Jesus! This had to work otherwise—high-tech dream equipment or not—he was ready to chuck this VR headset into next week.
“Try now,” she said.
He walked over to the VR cart and gingerly slipped the baby into the seat and buckled the little belt.
“Bingo!” he cried as the wailing Faby digitally switched to happy Faby.
“That was intense!” Georgie said as they pushed the cart down the virtual aisle, and very non-virtual sweat trailed down his back.
Holy Faby wails! It was one thing to hear a kid cry at the store. But when it’s your own kid—even your own virtual kid—it flipped a switch inside that had adrenaline drilling through his veins.
“Let’s get our bearing’s, and then we can work on the grocery list,” Georgie said when a timer appeared in his line of vision.
“Are you seeing this?” he asked.
“The clock? Yeah, it’s set to five minutes.”
“Is that how long we have to shop?” he asked.
“Five minutes to diaper blowout,” came the robot lady’s monotone voice.
“A diaper blowout?” he repeated.
They stared at VR Faby, who had stopped crying, but now looked as if it were contemplating Einstein’s theory of relativity.
Oh shit! Literally, oh shit!
“I’m pretty sure this baby is going to take a massive dump in.” He glanced at the countdown. “In less than four minutes.”
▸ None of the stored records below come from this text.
/// Prefix and grouping rules for rendering whole-unit amounts.
#[derive(Debug, Clone, PartialEq, Eq)]
pub struct CurrencyFormat {
    pub prefix: String,
    pub group_separator: char,
}

impl CurrencyFormat {
    pub fn rupiah() -> Self {
        CurrencyFormat {
            prefix: "Rp ".to_string(),
            group_separator: '.',
        }
    }

    /// Rounds to whole units (ties to even) and groups thousands.
    pub fn format(&self, value: f64) -> String {
        if !value.is_finite() {
            return format!("{}{}", self.prefix, value);
        }

        let rounded = format!("{:.0}", value.abs());
        let negative = value < 0.0 && rounded.bytes().any(|b| b != b'0');

        let mut grouped = String::with_capacity(rounded.len() + rounded.len() / 3);
        for (i, digit) in rounded.chars().enumerate() {
            if i > 0 && (rounded.len() - i) % 3 == 0 {
                grouped.push(self.group_separator);
            }
            grouped.push(digit);
        }

        format!("{}{}{}", self.prefix, if negative { "-" } else { "" }, grouped)
    }
}

impl Default for CurrencyFormat {
    fn default() -> Self {
        CurrencyFormat::rupiah()
    }
}

pub fn format_currency(value: f64) -> String {
    CurrencyFormat::rupiah().format(value)
}

#[cfg(test)]
mod tests {
    use super::*;

    #[test]
    fn groups_thousands_with_dots() {
        assert_eq!(format_currency(1234567.0), "Rp 1.234.567");
        assert_eq!(format_currency(1_000_000_000.0), "Rp 1.000.000.000");
        assert_eq!(format_currency(999.0), "Rp 999");
        assert_eq!(format_currency(0.0), "Rp 0");
    }

    #[test]
    fn rounds_to_whole_units() {
        assert_eq!(format_currency(1234.4), "Rp 1.234");
        assert_eq!(format_currency(1234.6), "Rp 1.235");
        assert_eq!(format_currency(999_999.7), "Rp 1.000.000");
    }

    #[test]
    fn halves_round_to_even() {
        assert_eq!(format_currency(0.5), "Rp 0");
        assert_eq!(format_currency(1.5), "Rp 2");
        assert_eq!(format_currency(2.5), "Rp 2");
        assert_eq!(format_currency(1234.5), "Rp 1.234");
    }

    #[test]
    fn negative_values_keep_sign() {
        assert_eq!(format_currency(-1500.0), "Rp -1.500");
        assert_eq!(format_currency(-0.2), "Rp 0");
    }

    #[test]
    fn custom_separator() {
        let format = CurrencyFormat {
            prefix: "$".to_string(),
            group_separator: ',',
        };
        assert_eq!(format.format(1234567.0), "$1,234,567");
    }
}
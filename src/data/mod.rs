pub mod preprocessing;
pub mod reference;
“We have less than four minutes to shop for ten items, or else the baby will poop all over?” Georgie replied, her voice back in the freak-out octave.
“That’s my best guess, babe. Look at Faby’s face.”
The VR baby scrunched into a pruny expression as it stared into space.
“What’s the first item?” Georgie pressed.
“Milk.”
“Almond, soy, cow, or oat?” his wife rattled off.
“I don’t think it matters.” He looked around and spotted a dairy case. “There, to the right.”
They booked it through the virtual store, and VR Georgie touched a jug labeled milk.
Ping.
“Objective met. Proceed to the next item,” chimed the eerily calm robot.
“We need bread,” he answered, checking the virtual list.
“White, wheat, rye, pumpernickel, potato, or raisin?” his wife listed off like she was the spokesperson for the world of bread.